The Office of National Coordinator for Health Information Technology’s Policy Committee is seeking comments on proposed Stage 2 and Stage 3 standards for meaningful use of certified electronic health records by hospitals, physicians and other eligible providers to continue receiving incentive payments in 2012 and beyond. Comments are due to the Policy Committee by February 25, 2011.
The proposed Stage 2 and Stage 3 standards steadily increase the implementation of Stage 1 requirements. For example, in Stage 1, collection and documentation of demographic information, including race, ethnicity and primarily language, in the electronic health record, is required for 50% of an eligible provider’s unique patients. That percentage would increase to 80% in Stage 2 and then to 90%, plus the use of more granular categories recommended by the Institute of Medicine, in Stage 3.

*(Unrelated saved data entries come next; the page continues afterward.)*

// ============================================================
// Layer 6 — Checkpoint Manager
// ============================================================
// Saves and restores model weights using Burn's CompactRecorder
// (named MessagePack at half precision, type-checked against the
// architecture on load) and the evaluation result as JSON. Record
// file names carry the recorder's own extension.
//
// Layout under {checkpoint_dir}/{model_id}_{dataset}/:
//
//   encoder.mpk               ← fine-tuned encoder
//   classifier.mpk            ← fine-tuned classification head
//   model_config.json         ← architecture to rebuild the model
//   tokenizer.json            ← written by TokenizerStore
//   {method}_{forget_ratio}/
//     model.mpk               ← weights after unlearning
//     evaluation_result.json  ← present iff a result was saved
//
// Reference: Burn Book §5 (Records and Checkpointing)

use anyhow::{Context, Result};
use burn::{
    prelude::*,
    record::{CompactRecorder, FileRecorder, Recorder},
};
use std::{
    fs,
    path::{Path, PathBuf},
};

use crate::domain::error::HarnessError;
use crate::domain::result::{Checkpoint, EvaluationResult};
use crate::ml::model::{TextClassifier, TextClassifierConfig};

const RESULT_FILE: &str = "evaluation_result.json";
const CONFIG_FILE: &str = "model_config.json";

/// Path the recorder writes for the record stem `stem`.
fn record_file<B: Backend>(stem: &Path) -> PathBuf {
    stem.with_extension(<CompactRecorder as FileRecorder<B>>::file_extension())
}

/// File-backed store for one (model, dataset) pair.
pub struct CheckpointManager {
    dir: PathBuf,
}

impl CheckpointManager {
    pub fn new(checkpoint_dir: impl AsRef<Path>, model_id: &str, dataset: &str) -> Self {
        Self { dir: checkpoint_dir.as_ref().join(format!("{model_id}_{dataset}")) }
    }

    /// Directory holding the pretrained weights, config and tokenizer.
    pub fn dir(&self) -> &Path {
        &self.dir
    }

    pub fn unlearn_dir(&self, method: &str, forget_ratio: f64) -> PathBuf {
        self.dir.join(format!("{method}_{forget_ratio}"))
    }

    // ─── Pretrained ───────────────────────────────────────────────────────────

    /// Store encoder and classifier records separately so either half
    /// can be swapped without touching the other.
    pub fn save_pretrained<B: Backend>(&self, model: &TextClassifier<B>) -> Result<()> {
        fs::create_dir_all(&self.dir)
            .with_context(|| format!("Cannot create '{}'", self.dir.display()))?;

        let recorder = CompactRecorder::new();
        let encoder = self.dir.join("encoder");
        recorder
            .record(model.encoder.clone().into_record(), encoder.clone())
            .with_context(|| format!("Failed to save encoder to '{}'", encoder.display()))?;
        let classifier = self.dir.join("classifier");
        recorder
            .record(model.classifier.clone().into_record(), classifier.clone())
            .with_context(|| format!("Failed to save classifier to '{}'", classifier.display()))?;

        tracing::info!("Saved pretrained checkpoint to '{}'", self.dir.display());
        Ok(())
    }

    pub fn has_pretrained<B: Backend>(&self) -> bool {
        record_file::<B>(&self.dir.join("encoder")).exists()
            && record_file::<B>(&self.dir.join("classifier")).exists()
    }

    /// Load the fine-tuned weights into `model`. Fails with
    /// `MissingPretrained` when `finetune` has not been run.
    pub fn load_pretrained<B: Backend>(
        &self,
        model:  TextClassifier<B>,
        device: &B::Device,
    ) -> Result<TextClassifier<B>> {
        if !self.has_pretrained::<B>() {
            return Err(HarnessError::MissingPretrained { path: self.dir.clone() }.into());
        }
        let recorder = CompactRecorder::new();
        let encoder = recorder
            .load(self.dir.join("encoder"), device)
            .context("Cannot load pretrained encoder")?;
        let classifier = recorder
            .load(self.dir.join("classifier"), device)
            .context("Cannot load pretrained classifier")?;

        tracing::info!("Loaded pretrained checkpoint from '{}'", self.dir.display());
        Ok(TextClassifier {
            encoder:    model.encoder.load_record(encoder),
            classifier: model.classifier.load_record(classifier),
        })
    }

    pub fn save_model_config(&self, cfg: &TextClassifierConfig) -> Result<()> {
        fs::create_dir_all(&self.dir)?;
        let path = self.dir.join(CONFIG_FILE);
        fs::write(&path, serde_json::to_string_pretty(cfg)?)
            .with_context(|| format!("Cannot write config to '{}'", path.display()))?;
        tracing::debug!("Saved model config to '{}'", path.display());
        Ok(())
    }

    pub fn has_model_config(&self) -> bool {
        self.dir.join(CONFIG_FILE).exists()
    }

    pub fn load_model_config(&self) -> Result<TextClassifierConfig> {
        let path = self.dir.join(CONFIG_FILE);
        let json = fs::read_to_string(&path).with_context(|| {
            format!("Cannot read config from '{}'. Run 'finetune' first.", path.display())
        })?;
        Ok(serde_json::from_str(&json)?)
    }

    // ─── Unlearn checkpoints ──────────────────────────────────────────────────

    /// Persist the unlearned model and, if given, the result so far.
    /// Saving with `None` removes any stale result file before the
    /// weights are written, so new weights never sit beside an old
    /// result.
    pub fn save_unlearn<B: Backend>(
        &self,
        method:       &str,
        forget_ratio: f64,
        model:        &TextClassifier<B>,
        result:       Option<&EvaluationResult>,
    ) -> Result<()> {
        let dir = self.unlearn_dir(method, forget_ratio);
        fs::create_dir_all(&dir).with_context(|| format!("Cannot create '{}'", dir.display()))?;

        let result_path = dir.join(RESULT_FILE);
        if result.is_none() && result_path.exists() {
            fs::remove_file(&result_path)
                .with_context(|| format!("Cannot remove '{}'", result_path.display()))?;
        }

        CompactRecorder::new()
            .record(model.clone().into_record(), dir.join("model"))
            .with_context(|| format!("Failed to save checkpoint to '{}'", dir.display()))?;

        if let Some(r) = result {
            fs::write(&result_path, serde_json::to_string_pretty(r)?)
                .with_context(|| format!("Cannot write '{}'", result_path.display()))?;
        }

        tracing::debug!(dir = %dir.display(), with_result = result.is_some(), "Saved unlearn checkpoint");
        Ok(())
    }

    /// Restore a stored unlearn checkpoint into `model`, or `None` if
    /// there is none for this method and ratio.
    pub fn load_unlearn<B: Backend>(
        &self,
        method:       &str,
        forget_ratio: f64,
        model:        TextClassifier<B>,
        device:       &B::Device,
    ) -> Result<Option<(TextClassifier<B>, Checkpoint)>> {
        let dir = self.unlearn_dir(method, forget_ratio);
        if !record_file::<B>(&dir.join("model")).exists() {
            return Ok(None);
        }
        let record = CompactRecorder::new()
            .load(dir.join("model"), device)
            .with_context(|| format!("Cannot load checkpoint from '{}'", dir.display()))?;
        let result = self.load_result(method, forget_ratio)?;

        Ok(Some((model.load_record(record), Checkpoint { result })))
    }

    pub fn load_result(&self, method: &str, forget_ratio: f64) -> Result<Option<EvaluationResult>> {
        let path = self.unlearn_dir(method, forget_ratio).join(RESULT_FILE);
        if !path.exists() {
            return Ok(None);
        }
        let json = fs::read_to_string(&path)
            .with_context(|| format!("Cannot read '{}'", path.display()))?;
        let result = serde_json::from_str(&json)
            .with_context(|| format!("Malformed result file '{}'", path.display()))?;
        Ok(Some(result))
    }
}

#[cfg(test)]
mod tests {
    use super::*;
    use crate::ml::testing::{tiny_config, TestInner};

    fn weights(model: &TextClassifier<TestInner>) -> Vec<f32> {
        model.classifier.weight.val().into_data().convert::<f32>().to_vec().unwrap()
    }

    #[test]
    fn test_pretrained_round_trip() {
        let tmp = tempfile::tempdir().unwrap();
        let device = Default::default();
        let store = CheckpointManager::new(tmp.path(), "tiny", "R8");
        let saved = tiny_config(3).init::<TestInner>(&device);

        store.save_pretrained(&saved).unwrap();
        let loaded = store.load_pretrained(tiny_config(3).init::<TestInner>(&device), &device).unwrap();

        assert_eq!(weights(&saved), weights(&loaded));
        assert!(store.has_pretrained::<TestInner>());
        assert!(tmp.path().join("tiny_R8").join("encoder.mpk").exists());
        assert!(tmp.path().join("tiny_R8").join("classifier.mpk").exists());
    }

    #[test]
    fn test_missing_pretrained_is_typed() {
        let tmp = tempfile::tempdir().unwrap();
        let device = Default::default();
        let store = CheckpointManager::new(tmp.path(), "tiny", "R8");

        let err = store.load_pretrained(tiny_config(3).init::<TestInner>(&device), &device).unwrap_err();
        assert!(matches!(err.downcast_ref::<HarnessError>(), Some(HarnessError::MissingPretrained { .. })));
    }

    #[test]
    fn test_model_config_round_trip() {
        let tmp = tempfile::tempdir().unwrap();
        let store = CheckpointManager::new(tmp.path(), "tiny", "R8");
        store.save_model_config(&tiny_config(5)).unwrap();
        let cfg = store.load_model_config().unwrap();
        assert_eq!(cfg.nb_class, 5);
        assert_eq!(cfg.d_model, 8);
    }

    #[test]
    fn test_unlearn_checkpoint_states() {
        let tmp = tempfile::tempdir().unwrap();
        let device = Default::default();
        let store = CheckpointManager::new(tmp.path(), "tiny", "R8");
        let fresh = || tiny_config(2).init::<TestInner>(&device);

        assert!(store.load_unlearn("GA", 0.1, fresh(), &device).unwrap().is_none());

        let model = fresh();
        let partial = EvaluationResult { ta: Some(0.8), ..Default::default() };
        store.save_unlearn("GA", 0.1, &model, Some(&partial)).unwrap();
        let (loaded, ckpt) = store.load_unlearn("GA", 0.1, fresh(), &device).unwrap().unwrap();
        assert_eq!(ckpt.result, Some(partial));
        assert_eq!(weights(&loaded), weights(&model));

        // Saving without a result drops the stale file
        store.save_unlearn("GA", 0.1, &model, None).unwrap();
        let (_, ckpt) = store.load_unlearn("GA", 0.1, fresh(), &device).unwrap().unwrap();
        assert_eq!(ckpt.result, None);
        assert!(!store.unlearn_dir("GA", 0.1).join(RESULT_FILE).exists());

        // Different ratio is a different experiment
        assert!(store.load_unlearn("GA", 0.2, fresh(), &device).unwrap().is_none());
    }

    #[test]
    fn test_unlearn_record_uses_recorder_extension() {
        let tmp = tempfile::tempdir().unwrap();
        let device = Default::default();
        let store = CheckpointManager::new(tmp.path(), "tiny", "R8");

        store.save_unlearn("FT", 0.1, &tiny_config(2).init::<TestInner>(&device), None).unwrap();

        assert!(store.unlearn_dir("FT", 0.1).join("model.mpk").exists());
        assert!(store.load_unlearn("FT", 0.1, tiny_config(2).init::<TestInner>(&device), &device).unwrap().is_some());
    }

    #[test]
    fn test_stale_result_removed_before_weights_are_written() {
        let tmp = tempfile::tempdir().unwrap();
        let device = Default::default();
        let store = CheckpointManager::new(tmp.path(), "tiny", "R8");
        let model = tiny_config(2).init::<TestInner>(&device);
        let dir = store.unlearn_dir("GA", 0.1);

        let partial = EvaluationResult { ta: Some(0.8), ..Default::default() };
        store.save_unlearn("GA", 0.1, &model, Some(&partial)).unwrap();

        // A directory in place of the record makes the weight write fail
        fs::remove_file(dir.join("model.mpk")).unwrap();
        fs::create_dir(dir.join("model.mpk")).unwrap();
        assert!(store.save_unlearn("GA", 0.1, &model, None).is_err());

        assert!(!dir.join(RESULT_FILE).exists());
    }
}
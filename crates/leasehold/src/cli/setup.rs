//! Global setup utilities for CLI initialization
//!
//! - Early flag parsing (`--json`) so errors can be reported in the right format
//! - Logging initialization with tracing
//! - Signal handling that cancels blocking lock operations

use anyhow::Result;
use leasehold_core::CancelSource;

/// Whether `--json` appears anywhere on the command line.
pub fn json_requested() -> bool {
    std::env::args().any(|arg| arg == "--json")
}

/// Initialize tracing subscriber for logging
///
/// Configures the tracing subscriber with:
/// - Environment filter (defaults to INFO level)
/// - Stderr output, so stdout carries only command results
///
/// # Errors
/// Returns an error if the subscriber initialization fails
pub fn init_tracing() -> Result<()> {
    tracing_subscriber::fmt()
        .with_env_filter(
            tracing_subscriber::EnvFilter::from_default_env()
                .add_directive(tracing::Level::INFO.into()),
        )
        .with_writer(std::io::stderr)
        .try_init()
        .map_err(|e| anyhow::anyhow!("Failed to initialize tracing subscriber: {e}"))
}

/// Cancel `source` on the first SIGINT or SIGTERM (Ctrl-C elsewhere).
///
/// # Errors
/// Returns an error if the signal handlers cannot be installed
pub fn cancel_on_signal(source: CancelSource) -> Result<()> {
    #[cfg(unix)]
    {
        use tokio::signal::unix::{signal, SignalKind};

        let mut sigint = signal(SignalKind::interrupt())
            .map_err(|e| anyhow::anyhow!("Failed to setup SIGINT: {e}"))?;
        let mut sigterm = signal(SignalKind::terminate())
            .map_err(|e| anyhow::anyhow!("Failed to setup SIGTERM: {e}"))?;

        tokio::spawn(async move {
            tokio::select! {
                _ = sigint.recv() => tracing::info!("Received SIGINT"),
                _ = sigterm.recv() => tracing::info!("Received SIGTERM"),
            }
            source.cancel();
        });
    }

    #[cfg(not(unix))]
    {
        tokio::spawn(async move {
            if tokio::signal::ctrl_c().await.is_ok() {
                tracing::info!("Received Ctrl-C");
                source.cancel();
            }
        });
    }

    Ok(())
}
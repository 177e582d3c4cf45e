//! Command implementations
//!
//! Each command runs against a [`CommandEnv`]: the loaded configuration, an
//! open lease store and the lock context of this invocation.

pub mod inspect;
pub mod lock;
pub mod run;

use std::{path::PathBuf, time::Duration};

use anyhow::{Context, Result};
use leasehold_core::{
    load_config, load_config_from, AcquireMode, CancelToken, Config, ContextId, LockContext,
    LockService, SqliteLeaseStore,
};
use serde::Serialize;

/// Flags shared by every subcommand.
#[derive(Debug, Clone, Default)]
pub struct GlobalOptions {
    pub db: Option<PathBuf>,
    pub config: Option<PathBuf>,
    pub context: Option<String>,
    pub json: bool,
}

/// Lock flavor and wait behavior common to `acquire` and `run`.
#[derive(Debug, Clone, Copy, PartialEq, Eq)]
pub struct LockRequest {
    pub shared: bool,
    pub limit: Option<u32>,
    pub ttl_secs: Option<u64>,
    pub no_wait: bool,
}

impl LockRequest {
    pub const fn mode(&self) -> AcquireMode {
        if self.no_wait {
            AcquireMode::NonBlocking
        } else {
            AcquireMode::Blocking
        }
    }
}

/// Everything a command needs to talk to the lease store.
pub struct CommandEnv {
    pub config: Config,
    pub lock: LockContext<SqliteLeaseStore>,
    pub json: bool,
}

impl CommandEnv {
    /// Load configuration, open the database and bind the calling context.
    ///
    /// # Errors
    /// Returns an error if the configuration is invalid or the database cannot be opened
    pub async fn open(options: &GlobalOptions, cancel: CancelToken) -> Result<Self> {
        let mut config = match &options.config {
            Some(path) => load_config_from(path).await?,
            None => load_config().await?,
        };
        if let Some(db) = &options.db {
            config.database = db.display().to_string();
        }

        let store = SqliteLeaseStore::open(&config.database_path(), &config.store.to_options())
            .await
            .with_context(|| format!("Failed to open lease database {}", config.database))?;

        let service = LockService::from_config(store, &config).with_cancellation(cancel);
        let lock = service.context(resolve_context(options.context.as_deref()));

        Ok(Self {
            config,
            lock,
            json: options.json,
        })
    }

    pub fn ttl(&self, ttl_secs: Option<u64>) -> Duration {
        ttl_secs.map_or_else(|| self.config.default_ttl(), Duration::from_secs)
    }

    pub fn limit(&self, limit: Option<u32>) -> u32 {
        limit.unwrap_or(self.config.default_limit)
    }

    /// Print `value` as JSON, or `text` otherwise.
    ///
    /// # Errors
    /// Returns an error if JSON serialization fails
    pub fn emit<T: Serialize>(&self, value: &T, text: &str) -> Result<()> {
        if self.json {
            println!("{}", serde_json::to_string_pretty(value)?);
        } else {
            println!("{text}");
        }
        Ok(())
    }
}

/// `--context`, then `$LEASEHOLD_CONTEXT`, then `pid-<pid>`.
fn resolve_context(flag: Option<&str>) -> ContextId {
    flag.map(ContextId::from)
        .or_else(|| {
            std::env::var("LEASEHOLD_CONTEXT")
                .ok()
                .filter(|value| !value.trim().is_empty())
                .map(ContextId::from)
        })
        .unwrap_or_else(ContextId::process)
}
//! Cancellation for blocking lock operations.
//!
//! Blocking acquires and `wait_until_free` sleep between polls. A [`CancelToken`]
//! lets another task (typically a SIGINT/SIGTERM handler) interrupt those
//! sleeps so the operation returns `Error::Cancelled` instead of polling on.

use std::time::Duration;

use tokio::sync::watch;

/// Cancels every [`CancelToken`] derived from it.
#[derive(Debug)]
pub struct CancelSource {
    tx: watch::Sender<bool>,
}

/// Observes a [`CancelSource`]. Cheap to clone.
#[derive(Debug, Clone)]
pub struct CancelToken {
    rx: watch::Receiver<bool>,
}

/// Create a linked source/token pair.
#[must_use]
pub fn cancel_pair() -> (CancelSource, CancelToken) {
    let (tx, rx) = watch::channel(false);
    (CancelSource { tx }, CancelToken { rx })
}

impl CancelSource {
    /// Request cancellation. Idempotent.
    pub fn cancel(&self) {
        self.tx.send_replace(true);
    }

    #[must_use]
    pub fn token(&self) -> CancelToken {
        CancelToken {
            rx: self.tx.subscribe(),
        }
    }

    #[must_use]
    pub fn is_cancelled(&self) -> bool {
        *self.tx.borrow()
    }
}

impl CancelToken {
    /// A token that is never cancelled.
    #[must_use]
    pub fn never() -> Self {
        let (_, token) = cancel_pair();
        token
    }

    #[must_use]
    pub fn is_cancelled(&self) -> bool {
        *self.rx.borrow()
    }

    /// Resolves once cancellation is requested. Pends forever if the source
    /// was dropped without cancelling.
    pub async fn cancelled(&self) {
        let mut rx = self.rx.clone();
        if rx.wait_for(|cancelled| *cancelled).await.is_err() {
            std::future::pending::<()>().await;
        }
    }

    /// Sleep for `duration`. Returns `false` if cancelled first.
    pub async fn sleep(&self, duration: Duration) -> bool {
        if self.is_cancelled() {
            return false;
        }
        tokio::select! {
            () = tokio::time::sleep(duration) => true,
            () = self.cancelled() => false,
        }
    }
}

impl Default for CancelToken {
    fn default() -> Self {
        Self::never()
    }
}
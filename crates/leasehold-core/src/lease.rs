//! Lease data model
//!
//! A lease is one row in the store: `(resource_name, holder_token)` plus an
//! absolute expiry. Exclusive leases all share the [`EXCLUSIVE_TOKEN`] sentinel,
//! which turns exclusivity into a uniqueness constraint on that pair.

use std::{fmt, time::Duration};

use chrono::{DateTime, Utc};
use serde::{Deserialize, Serialize};
use uuid::Uuid;

use crate::{registry::ContextId, Error, Result};

/// Holder token used by every exclusive lease.
pub const EXCLUSIVE_TOKEN: &str = "SINGLE_LOCK";

/// Reserved keywords that cannot be used as resource names
const RESERVED_KEYWORDS: &[&str] = &["null", "undefined", "true", "false", "none", "nil", "void"];

/// Opaque identifier of one lease grant.
#[derive(Debug, Clone, PartialEq, Eq, Hash, Serialize, Deserialize)]
#[serde(transparent)]
pub struct HolderToken(String);

impl HolderToken {
    /// The sentinel token shared by all exclusive leases.
    #[must_use]
    pub fn exclusive() -> Self {
        Self(EXCLUSIVE_TOKEN.to_string())
    }

    /// A fresh token for a shared lease taken by `context`.
    #[must_use]
    pub fn generate(context: &ContextId) -> Self {
        Self(format!("{}:{context}", Uuid::new_v4().simple()))
    }

    /// Wrap a token received from elsewhere (e.g. a CLI flag).
    pub fn parse(raw: &str) -> Result<Self> {
        let trimmed = raw.trim();
        if trimmed.is_empty() {
            return Err(Error::InvalidArgument(
                "holder token cannot be empty".to_string(),
            ));
        }
        Ok(Self(trimmed.to_string()))
    }

    #[must_use]
    pub fn as_str(&self) -> &str {
        &self.0
    }

    #[must_use]
    pub fn is_exclusive(&self) -> bool {
        self.0 == EXCLUSIVE_TOKEN
    }
}

impl fmt::Display for HolderToken {
    fn fmt(&self, f: &mut fmt::Formatter<'_>) -> fmt::Result {
        f.write_str(&self.0)
    }
}

/// Lock flavor of a lease.
#[derive(Debug, Clone, Copy, PartialEq, Eq, Serialize, Deserialize)]
#[serde(tag = "kind", rename_all = "snake_case")]
pub enum LockKind {
    /// Single holder.
    Exclusive,
    /// Up to `limit` concurrent holders.
    Shared { limit: u32 },
}

impl fmt::Display for LockKind {
    fn fmt(&self, f: &mut fmt::Formatter<'_>) -> fmt::Result {
        match self {
            Self::Exclusive => write!(f, "exclusive"),
            Self::Shared { limit } => write!(f, "shared(limit={limit})"),
        }
    }
}

/// A persisted lease.
#[derive(Debug, Clone, PartialEq, Eq, Serialize, Deserialize)]
pub struct LeaseRow {
    /// Resource being protected
    pub resource_name: String,
    /// Lease identity within the resource
    pub holder_token: HolderToken,
    /// Calling context that took the lease
    pub owner: String,
    /// When acquired
    pub acquired_at: DateTime<Utc>,
    /// Lease is dead once `now > expires_at`
    pub expires_at: DateTime<Utc>,
}

impl LeaseRow {
    /// Check if the lease is dead at `now`
    #[must_use]
    pub fn is_expired_at(&self, now: DateTime<Utc>) -> bool {
        now > self.expires_at
    }

    #[must_use]
    pub fn is_exclusive(&self) -> bool {
        self.holder_token.is_exclusive()
    }

    /// Same token, and same owner when `owner` is given.
    pub(crate) fn matches(&self, token: &HolderToken, owner: Option<&str>) -> bool {
        &self.holder_token == token && owner.map_or(true, |owner| self.owner == owner)
    }
}

/// Absolute expiry for a lease taken at `now` with the given TTL.
pub fn expiry_after(now: DateTime<Utc>, ttl: Duration) -> Result<DateTime<Utc>> {
    chrono::Duration::from_std(ttl)
        .ok()
        .and_then(|ttl| now.checked_add_signed(ttl))
        .ok_or_else(|| Error::InvalidArgument(format!("ttl {ttl:?} is out of range")))
}

/// Reject zero TTLs, which would produce leases that are dead on arrival.
pub fn validate_ttl(ttl: Duration) -> Result<()> {
    if ttl.is_zero() {
        return Err(Error::InvalidArgument(
            "ttl must be greater than zero".to_string(),
        ));
    }
    expiry_after(Utc::now(), ttl).map(|_| ())
}

/// Reject shared limits that could never admit anyone.
pub fn validate_limit(limit: u32) -> Result<()> {
    if limit == 0 {
        return Err(Error::InvalidArgument(
            "shared lock limit must be at least 1".to_string(),
        ));
    }
    Ok(())
}

/// Validate a resource name
pub fn validate_resource_name(resource: &str) -> Result<()> {
    let trimmed = resource.trim();

    if trimmed.is_empty() {
        return Err(Error::InvalidResourceName(
            "Resource name cannot be empty or whitespace-only".to_string(),
        ));
    }

    if trimmed.len() != resource.len() {
        return Err(Error::InvalidResourceName(format!(
            "Resource name '{resource}' has leading or trailing whitespace"
        )));
    }

    // Check for reserved keywords (case-insensitive)
    let lower = trimmed.to_lowercase();
    if RESERVED_KEYWORDS.iter().any(|&keyword| keyword == lower) {
        return Err(Error::InvalidResourceName(format!(
            "Resource name '{trimmed}' is a reserved keyword"
        )));
    }

    if !trimmed.chars().any(char::is_alphanumeric) {
        return Err(Error::InvalidResourceName(
            "Resource name must contain at least one alphanumeric character".to_string(),
        ));
    }

    Ok(())
}

#[cfg(test)]
mod tests {
    use proptest::prelude::*;

    use super::*;

    #[test]
    fn test_validate_resource_name() {
        assert!(validate_resource_name("session:test").is_ok());
        assert!(validate_resource_name("com.example.Reports.nightly").is_ok());
        assert!(validate_resource_name("").is_err());
        assert!(validate_resource_name("   ").is_err());
        assert!(validate_resource_name("null").is_err());
        assert!(validate_resource_name("NONE").is_err());
        assert!(validate_resource_name(":::").is_err());
        assert!(validate_resource_name(" padded ").is_err());
    }

    #[test]
    fn test_generated_tokens_are_unique_and_carry_context() {
        let ctx = ContextId::new("worker-7");
        let a = HolderToken::generate(&ctx);
        let b = HolderToken::generate(&ctx);

        assert_ne!(a, b);
        assert!(a.as_str().ends_with(":worker-7"));
        assert!(!a.is_exclusive());
        assert!(HolderToken::exclusive().is_exclusive());
    }

    #[test]
    fn test_parse_token_rejects_blank() {
        assert!(HolderToken::parse("  ").is_err());
        assert_eq!(
            HolderToken::parse(" SINGLE_LOCK ").map(|t| t.is_exclusive()).ok(),
            Some(true)
        );
    }

    #[test]
    fn test_lease_row_expiry_is_strict() {
        let now = Utc::now();
        let row = LeaseRow {
            resource_name: "r".into(),
            holder_token: HolderToken::exclusive(),
            owner: "pid-1".into(),
            acquired_at: now,
            expires_at: now,
        };
        assert!(!row.is_expired_at(now));
        assert!(row.is_expired_at(now + chrono::Duration::milliseconds(1)));
    }

    #[test]
    fn test_ttl_and_limit_validation() {
        assert!(validate_ttl(Duration::ZERO).is_err());
        assert!(validate_ttl(Duration::from_millis(1)).is_ok());
        assert!(validate_ttl(Duration::MAX).is_err());
        assert!(validate_limit(0).is_err());
        assert!(validate_limit(1).is_ok());
    }

    #[test]
    fn test_lock_kind_serializes_with_tag() -> std::result::Result<(), toml::ser::Error> {
        #[derive(Serialize)]
        struct Wrapper {
            lock: LockKind,
        }
        let text = toml::to_string(&Wrapper {
            lock: LockKind::Shared { limit: 3 },
        })?;
        assert!(text.contains("kind = \"shared\""));
        assert!(text.contains("limit = 3"));
        Ok(())
    }

    proptest! {
        #[test]
        fn prop_names_with_alphanumerics_are_accepted(name in "[a-z][a-z0-9._:-]{0,40}") {
            prop_assume!(!RESERVED_KEYWORDS.contains(&name.as_str()));
            prop_assert!(validate_resource_name(&name).is_ok());
        }

        #[test]
        fn prop_punctuation_only_names_are_rejected(name in "[-._:/]{1,20}") {
            prop_assert!(validate_resource_name(&name).is_err());
        }
    }
}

Similarly, electronic copies of hospital discharge instructions, now required to be offered to 50% of patients, would be required to be offered to 80% of patients in Stage 2 and to 90% of patients in Stage 3. However, rather than similarly requiring electronic copies of office visit clinical summaries to be offered in Stages 2 and 3, the proposed standards would require the electronic health record systems to allow patients to view and download such summaries from a patient portal within 24 hours of the office visit. Other health information (such as test results) would not have to be available through the patient portal for four days after being available to the provider.
The request for comments also asks the following specific questions (meaning that these issues have been identified as important considerations but the Policy Committee has yet to make any specific proposals to address them):
- For patient/family access to personal health information, what standards should exist regarding accessibility for people with disabilities (e.g., interoperability with assistive technologies to support those with hearing, visual, speech, or mobile impairments)?
- What strategies should be used to ensure that barriers to patient access – whether secondary to limited internet access, low health literacy and/or disability – are appropriately addressed?
- What are providers’ and hospitals’ experiences with incorporating patient-reported data (e.g., data self-entered into PHRs, electronically collected patient survey data, home monitoring of biometric data, patient suggestions of corrections to errors in the record) into EHRs?
This is a pre-regulatory process being conducted by the ONCHIT Policy Committee, which is a federal advisory committee to the ONCHIT. The ONCHIT Policy Committee will then hold additional public hearings in the spring prior to finalizing its recommendations to the ONCHIT. The ONCHIT and the Centers for Medicare and Medicaid Services, which administers the incentive payments, will then issue proposed regulations for formal public comment, probably in the summer or early fall.